Lustig went to the door, rang the bell, and called into the cool dim rooms: “What year is this?”

“Nineteen twenty-six, of course,” said the lady, sitting in a rocking chair, taking a sip of her lemonade.

“Did you hear that?” Lustig turned wildly to the others. “Nineteen twenty-six! We have gone back in time! This is Earth!”

Lustig sat down, and the three men let the wonder and terror of the thought afflict them. Their hands stirred fitfully on their knees. The captain said, “I didn’t ask for a thing like this. It scares the hell out of me. How can a thing like this happen? I wish we’d brought Einstein with us.”
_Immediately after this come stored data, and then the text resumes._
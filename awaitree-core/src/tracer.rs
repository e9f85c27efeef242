//! 非同期スタックトレーサ
//!
//! 分類器とリゾルバのレジストリを束ねます。登録は [`TracerBuilder`] でのみ行え、
//! `build()` した後のトレーサは変更できません。

use crate::classify::ClassifierRegistry;
use crate::generator::{generator_node, is_generator_future};
use crate::node::StackTraceNode;
use crate::printer::StackTracePrinter;
use crate::resolve::{ResolveContext, ResolverRegistry};
use crate::resolvers::register_builtin_resolvers;
use crate::{SubFutures, TraceConfig, TraceResult, ValueHandle};
use std::io::Write;

/// 非同期スタックトレーサ
pub struct AsyncStackTracer<V> {
    classifiers: ClassifierRegistry<V>,
    resolvers: ResolverRegistry<V>,
    config: TraceConfig,
}

impl<V: ValueHandle> AsyncStackTracer<V> {
    /// 空のビルダーを作成する
    pub fn builder() -> TracerBuilder<V> {
        TracerBuilder::new()
    }

    /// 組み込みの分類器とリゾルバだけを持つトレーサを作成する
    pub fn with_builtins() -> Self {
        Self::builder().register_builtins().build()
    }

    /// 値をノードに分類する
    pub fn classify<'a>(&self, value: &'a V) -> Option<Box<dyn StackTraceNode<V> + 'a>> {
        self.classifiers.classify(value)
    }

    /// awaitee をサブFutureに解決する
    pub fn resolve_sub_futures(&self, value: V) -> TraceResult<SubFutures<V>> {
        self.resolvers.resolve(value)
    }

    /// ルートのFutureから非同期スタックトレースを出力する
    pub fn print_stack_trace<W: Write>(&self, root: V, out: W) -> TraceResult<()> {
        StackTracePrinter::new(self, out).print_root(root)
    }

    /// 分類器レジストリ
    pub fn classifiers(&self) -> &ClassifierRegistry<V> {
        &self.classifiers
    }

    /// リゾルバレジストリ
    pub fn resolvers(&self) -> &ResolverRegistry<V> {
        &self.resolvers
    }

    /// 設定
    pub fn config(&self) -> &TraceConfig {
        &self.config
    }
}

/// トレーサのビルダー
///
/// 分類器・リゾルバは登録順に試されます。[`TracerBuilder::register_builtins`] より前に
/// 登録したものは組み込みより優先され、後に登録したものは組み込みが適用されない場合にのみ使われます。
pub struct TracerBuilder<V> {
    classifiers: ClassifierRegistry<V>,
    resolvers: ResolverRegistry<V>,
    config: TraceConfig,
}

impl<V: ValueHandle> TracerBuilder<V> {
    /// 空のビルダーを作成する
    pub fn new() -> Self {
        let config = TraceConfig::default();
        Self {
            classifiers: ClassifierRegistry::new(),
            resolvers: ResolverRegistry::new(config.max_resolve_depth),
            config,
        }
    }

    /// 設定を指定する
    pub fn config(mut self, config: TraceConfig) -> Self {
        self.resolvers.set_max_depth(config.max_resolve_depth);
        self.config = config;
        self
    }

    /// ノード分類器を登録する
    pub fn register_stack_trace_provider<M, F>(
        mut self,
        name: impl Into<String>,
        matcher: M,
        factory: F,
    ) -> Self
    where
        M: Fn(&V) -> bool + 'static,
        F: for<'a> Fn(&'a V) -> TraceResult<Box<dyn StackTraceNode<V> + 'a>> + 'static,
    {
        self.classifiers.register(name, matcher, factory);
        self
    }

    /// サブFutureリゾルバを登録する
    pub fn register_sub_future_resolver<F>(mut self, name: impl Into<String>, resolve: F) -> Self
    where
        F: Fn(&V, &ResolveContext<'_, V>) -> TraceResult<Option<SubFutures<V>>> + 'static,
    {
        self.resolvers.register(name, resolve);
        self
    }

    /// 組み込みの分類器とリゾルバをこの位置に追加する
    pub fn register_builtins(mut self) -> Self {
        self.classifiers.register(
            "generator",
            is_generator_future::<V>,
            generator_node::<V>,
        );
        register_builtin_resolvers(&mut self.resolvers);
        self
    }

    /// トレーサを作成する
    pub fn build(self) -> AsyncStackTracer<V> {
        AsyncStackTracer {
            classifiers: self.classifiers,
            resolvers: self.resolvers,
            config: self.config,
        }
    }
}

impl<V: ValueHandle> Default for TracerBuilder<V> {
    fn default() -> Self {
        Self::new()
    }
}

#[cfg(test)]
mod tests {
    use super::*;
    use crate::synthetic::SyntheticValue;

    #[test]
    fn test_builtins_registered() {
        let tracer: AsyncStackTracer<SyntheticValue> = AsyncStackTracer::with_builtins();
        assert_eq!(tracer.classifiers().names().collect::<Vec<_>>(), vec!["generator"]);
        assert_eq!(tracer.resolvers().len(), 4);
    }

    #[test]
    fn test_config_is_applied() {
        let config = TraceConfig {
            max_depth: 3,
            max_resolve_depth: 2,
        };
        let tracer: AsyncStackTracer<SyntheticValue> =
            AsyncStackTracer::builder().config(config.clone()).build();
        assert_eq!(tracer.config(), &config);
    }

    #[test]
    fn test_extension_before_builtins_takes_priority() {
        let tracer = AsyncStackTracer::builder()
            .register_sub_future_resolver(
                "pin-override",
                |value: &SyntheticValue, _: &ResolveContext<'_, SyntheticValue>| {
                    if value.type_name_starts_with("core::pin::Pin<") {
                        return Ok(Some(SubFutures::simple(SyntheticValue::opaque("overridden"))));
                    }
                    Ok(None)
                },
            )
            .register_builtins()
            .build();

        let pinned = SyntheticValue::structure(
            "core::pin::Pin<&mut pkg::Leaf>",
            vec![("pointer", SyntheticValue::reference("&mut pkg::Leaf", SyntheticValue::opaque("pkg::Leaf")))],
        );
        let resolved = tracer.resolve_sub_futures(pinned).unwrap();
        assert_eq!(resolved.items()[0].type_name().as_deref(), Some("overridden"));
    }
}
“Will anyone in this town believe us?” said Hinkston. “Are we playing with something dangerous? Time, I mean. Shouldn’t we just take off and go home?”

“No. Not until we try another house.”

They walked three houses down to a little white cottage under an oak tree. “I like to be as logical as I can be,” said the captain. “And I don’t believe we’ve put our finger on it yet. Suppose, Hinkston, as you originally suggested, that rocket travel occurred years ago? And when the Earth people lived here a number of years they began to get homesick for Earth. First a mild neurosis about it, then a full-fledged psychosis. Then threatened insanity. What would you do as a psychiatrist if faced with such a problem?”

Hinkston thought “Well, I think I’d rearrange the civilization on Mars so it resembled Earth more and more each day. If there was any way of reproducing every plant, every road, and every lake, and even an ocean, I’d do so. Then by some vast crowd hypnosis I’d convince everyone in a town this size that this really was Earth, not Mars at all.”

“Good enough, Hinkston. I think we’re on the right track now. That woman in that house back there just thinks she’s living on Earth. It protects her sanity. She and all the others in this town are the patients of the greatest experiment in migration and hypnosis you will ever lay eyes on in your life.”

“That’s it, sir!” cried Lustig.

“Right!” said Hinkston.

“Well.” The captain sighed. “Now we’ve got somewhere. I feel better. It’s all a bit more logical. That talk about time and going back and forth and traveling through time turns my stomach upside down. But this way—“ The captain smiled. “Well, well, it looks as if we’ll be fairly popular here.”